Activity —
Across the data below, count every line where the string "PagedDocument" appears. Answer with the number alone.

Recorded information —
*-*-*
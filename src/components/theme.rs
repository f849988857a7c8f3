//! Dark mode initialization and toggle.
//!
//! Reads the visitor's preference from the store and applies the `dark`
//! marker class to the `<html>` element. Toggling writes back to the store
//! and updates the class.
//!
//! TRADE-OFFS
//! ==========
//! The toggle flips the controller's own `current` value rather than
//! inspecting the root class list, so markup edits by other scripts cannot
//! desynchronize what is persisted.

#[cfg(test)]
#[path = "theme_test.rs"]
mod theme_test;

use crate::config::UiConfig;
use crate::dom::{Document, EventKind, UiEvent};
use crate::state::prefs::{THEME_KEY, Theme};
use crate::util::storage::PreferenceStore;

#[derive(Clone, Debug)]
pub struct ThemeController {
    toggle_id: String,
    dark_class: String,
    current: Theme,
}

impl ThemeController {
    pub fn new(config: &UiConfig) -> Self {
        Self {
            toggle_id: config.elements.theme_toggle.clone(),
            dark_class: config.classes.dark.clone(),
            current: Theme::default(),
        }
    }

    pub fn current(&self) -> Theme {
        self.current
    }

    /// Apply the stored or system theme and bind the toggle button.
    pub fn init<D: Document>(&mut self, doc: &D, store: &dyn PreferenceStore) {
        let mode = read_preference(doc, store);
        self.set_theme(doc, store, mode);

        match doc.by_id(&self.toggle_id) {
            Some(button) => doc.listen(&button, EventKind::Click, UiEvent::ToggleTheme),
            None => log::debug!("theme: no #{} on page", self.toggle_id),
        }
    }

    /// Apply `mode` to the root element and persist it.
    pub fn set_theme<D: Document>(&mut self, doc: &D, store: &dyn PreferenceStore, mode: Theme) {
        if let Some(root) = doc.root() {
            doc.set_class(&root, &self.dark_class, mode == Theme::Dark);
        }
        store.save(THEME_KEY, mode.as_str());
        self.current = mode;
    }

    /// Switch to the opposite of the current mode and return it.
    pub fn toggle<D: Document>(&mut self, doc: &D, store: &dyn PreferenceStore) -> Theme {
        let next = self.current.toggled();
        self.set_theme(doc, store, next);
        next
    }
}

/// Stored theme if present, otherwise the system color scheme.
pub fn read_preference<D: Document>(doc: &D, store: &dyn PreferenceStore) -> Theme {
    match store.load_non_empty(THEME_KEY) {
        Some(raw) => Theme::parse(&raw),
        None if doc.prefers_dark() => Theme::Dark,
        None => Theme::Light,
    }
}
use std::fs;
use std::path::Path;

use typst_as_lib::TypstEngine;
use typst_as_lib::typst_kit_options::TypstKitFontOptions;
use typst_library::layout::PagedDocument;
use typst_pdf::PdfOptions;

use crate::config::Config;
use crate::error::{Error, Result};
use crate::{dom, parser, typst};

/// Convert an HTML document to Typst markup.
///
/// `base_dir` is where relative references such as images are looked up.
pub fn html_to_typst(html: &str, base_dir: &Path, config: &Config) -> Result<String> {
    let document = dom::parse(html);
    let blocks = parser::parse(&document, base_dir);
    log::debug!("read {} top-level blocks from HTML", blocks.len());
    typst::blocks_to_typst(&blocks, config)
}

/// Compile an HTML document to a paged Typst document.
fn compile_document(html: &str, base_dir: &Path, config: &Config) -> Result<PagedDocument> {
    let typst_content = html_to_typst(html, base_dir, config)?;
    let root = fs::canonicalize(base_dir).unwrap_or_else(|_| base_dir.to_path_buf());

    let font_options = TypstKitFontOptions::new()
        .include_embedded_fonts(true)
        .include_system_fonts(config.fonts.system);

    let engine = TypstEngine::builder()
        .main_file(typst_content)
        .search_fonts_with(font_options)
        .with_file_system_resolver(root)
        .build();

    let compiled = engine.compile();
    for warning in &compiled.warnings {
        log::warn!("typst: {}", warning.message);
    }

    let doc: PagedDocument = compiled
        .output
        .map_err(|e| Error::Compile(format!("{:?}", e)))?;
    log::debug!("laid out {} pages", doc.pages.len());
    Ok(doc)
}

/// Render an HTML document to PDF bytes.
///
/// Output is deterministic: the same input always yields the same bytes.
pub fn render_pdf(html: &str, base_dir: &Path, config: &Config) -> Result<Vec<u8>> {
    let doc = compile_document(html, base_dir, config)?;

    typst_pdf::pdf(&doc, &PdfOptions::default())
        .map_err(|e| Error::Pdf(format!("{:?}", e)))
}
use std::fs;

fn main() {
    // Validate default config at compile time
    let config_path = "src/default_config.toml";
    println!("cargo:rerun-if-changed={}", config_path);

    let content = fs::read_to_string(config_path).expect("Failed to read default_config.toml");

    let table = match content.parse::<toml::Table>() {
        Ok(table) => table,
        Err(e) => panic!("Invalid default_config.toml: {}", e),
    };

    for section in ["page", "fonts", "markdown"] {
        if !table.contains_key(section) {
            panic!("default_config.toml is missing the [{}] section", section);
        }
    }
}
use pulldown_cmark::{Event, Options, Parser, html};

use crate::config::MarkdownConfig;

/// Fixed stylesheet embedded in every generated document.
pub const STYLESHEET: &str = "\
body { font-family: serif; font-size: 11pt; line-height: 1.5; }
code, pre { font-family: monospace; }
pre { white-space: pre-wrap; }
table { border-collapse: collapse; }
th, td { border: 1px solid #888; padding: 4px 6px; }
";

fn markdown_options(config: &MarkdownConfig) -> Options {
    let mut options = Options::empty();
    options.insert(Options::ENABLE_TABLES);
    options.insert(Options::ENABLE_FOOTNOTES);
    options.insert(Options::ENABLE_DEFINITION_LIST);
    options.insert(Options::ENABLE_HEADING_ATTRIBUTES);
    options.insert(Options::ENABLE_TASKLISTS);
    if config.front_matter {
        options.insert(Options::ENABLE_YAML_STYLE_METADATA_BLOCKS);
    }
    options
}

/// Whether raw HTML opens or closes `html`, `head` or `body`, or declares a doctype.
fn has_shell_tag(raw: &str) -> bool {
    let mut rest = raw;
    while let Some(pos) = rest.find('<') {
        rest = &rest[pos + 1..];
        if let Some(comment) = rest.strip_prefix("!--") {
            rest = comment.find("-->").map_or("", |end| &comment[end + 3..]);
            continue;
        }
        let tag = rest.strip_prefix('/').unwrap_or(rest);
        if tag.starts_with('!') && tag[1..].to_ascii_lowercase().starts_with("doctype") {
            return true;
        }
        let name_len = tag
            .find(|c: char| !c.is_ascii_alphanumeric())
            .unwrap_or(tag.len());
        let name = &tag[..name_len];
        if ["html", "head", "body"]
            .iter()
            .any(|shell| name.eq_ignore_ascii_case(shell))
        {
            return true;
        }
    }
    false
}

/// Transform Markdown into an HTML fragment.
///
/// Raw HTML that would open a second document shell is escaped so the
/// fragment always nests inside one `<head>`/`<body>` pair.
pub fn markdown_to_html_fragment(markdown: &str, config: &MarkdownConfig) -> String {
    let parser = Parser::new_ext(markdown, markdown_options(config)).map(|event| match event {
        Event::Html(raw) | Event::InlineHtml(raw) if has_shell_tag(&raw) => Event::Text(raw),
        event => event,
    });
    let mut body = String::with_capacity(markdown.len() * 3 / 2);
    html::push_html(&mut body, parser);
    body
}

/// Build a complete HTML document from Markdown using default settings.
pub fn build_html(markdown: &str) -> String {
    build_html_with_config(markdown, &MarkdownConfig::default())
}

/// Build a complete HTML document from Markdown.
pub fn build_html_with_config(markdown: &str, config: &MarkdownConfig) -> String {
    let body = markdown_to_html_fragment(markdown, config);
    format!(
        "<!doctype html>\n\
         <html>\n\
         <head>\n\
         <meta charset=\"utf-8\">\n\
         <style>\n\
         {STYLESHEET}\
         </style>\n\
         </head>\n\
         <body>\n\
         {}\n\
         </body>\n\
         </html>\n",
        body.trim_end()
    )
}
/// Inline text spans with formatting
#[derive(Debug, Clone, PartialEq)]
pub enum Span {
    Text(String),
    Bold(Vec<Span>),
    Italic(Vec<Span>),
    Strikethrough(Vec<Span>),
    Superscript(Vec<Span>),
    Subscript(Vec<Span>),
    Code(String),
    /// `url` is either external or `#label` for a heading in the same document.
    Link {
        url: String,
        content: Vec<Span>,
    },
    /// `path` is relative to the document root and known to exist.
    Image {
        path: String,
        alt: String,
    },
    Footnote(Vec<Block>),
    Checkbox(bool),
    LineBreak,
}

/// A single list item, which can hold any block content including nested lists
#[derive(Debug, Clone, PartialEq)]
pub struct ListItem {
    pub blocks: Vec<Block>,
}

/// A list (ordered or unordered)
#[derive(Debug, Clone, PartialEq)]
pub struct List {
    pub ordered: bool,
    pub start: Option<u64>,
    /// No item wraps its text in a paragraph.
    pub tight: bool,
    pub items: Vec<ListItem>,
}

#[derive(Debug, Clone, Copy, PartialEq, Eq)]
pub enum Alignment {
    None,
    Left,
    Center,
    Right,
}

#[derive(Debug, Clone, PartialEq)]
pub struct Definition {
    pub term: Vec<Span>,
    pub details: Vec<Vec<Block>>,
}

/// Block-level elements read from the HTML body
#[derive(Debug, Clone, PartialEq)]
pub enum Block {
    Heading {
        level: u8,
        /// Label other blocks can link to.
        id: Option<String>,
        content: Vec<Span>,
    },
    Paragraph {
        content: Vec<Span>,
    },
    CodeBlock {
        language: Option<String>,
        content: String,
    },
    List(List),
    Table {
        alignments: Vec<Alignment>,
        headers: Vec<Vec<Span>>,
        rows: Vec<Vec<Vec<Span>>>,
    },
    BlockQuote(Vec<Block>),
    DefinitionList(Vec<Definition>),
    Rule,
}
use criterion::{Criterion, criterion_group, criterion_main};
use std::hint::black_box;
use kinect_registration::centroid::{BackprojectedPair, centroid_of};
use kinect_registration::cloud::{CloudUnits, PointCloud};
use kinect_registration::depth::{DEPTH_SENTINEL, DepthFrame};
use kinect_registration::solver::solve_pairs;
use kinect_registration::{Point3D, RegistrationConfig};
use nalgebra as na;

fn bench_solve_pairs(c: &mut Criterion) {
    let r = na::Rotation3::from_euler_angles(0.02f32, -0.05, 0.1);
    let pairs: Vec<_> = (0..50)
        .map(|i| {
            let a = Point3D::new(
                (i * 37 % 640) as f32,
                (i * 53 % 480) as f32,
                600.0 + (i * 29 % 900) as f32,
            );
            let rotated = r * na::Vector3::new(a.x, a.y, a.z);
            BackprojectedPair {
                a,
                b: Point3D::new(rotated.x + 10.0, rotated.y - 3.0, rotated.z + 25.0),
            }
        })
        .collect();
    let centroid = centroid_of(&pairs).unwrap();
    let config = RegistrationConfig::default();

    c.bench_function("solve_pairs_50", |b| {
        b.iter(|| solve_pairs(black_box(&centroid), black_box(&pairs), &config))
    });
}

fn bench_depth_sample(c: &mut Criterion) {
    let mut frame = DepthFrame::filled(640, 480, DEPTH_SENTINEL);
    // every third column valid so most samples take the fallback path
    for y in 0..480 {
        for x in (0..640).step_by(3) {
            frame.set_raw(x, y, 800);
        }
    }
    c.bench_function("depth_sample_fallback", |b| {
        b.iter(|| {
            let mut sum = 0.0;
            for x in 1..639 {
                sum += frame.sample(black_box(x), 240);
            }
            sum
        })
    });
}

fn bench_point_cloud(c: &mut Criterion) {
    let frame = DepthFrame::filled(640, 480, 1000);
    let config = RegistrationConfig::default();
    c.bench_function("point_cloud_normalized", |b| {
        b.iter(|| PointCloud::from_depth_frame(black_box(&frame), &config, CloudUnits::Normalized))
    });
}

criterion_group!(benches, bench_solve_pairs, bench_depth_sample, bench_point_cloud);
criterion_main!(benches);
*-*-*
Result for this exercise —
3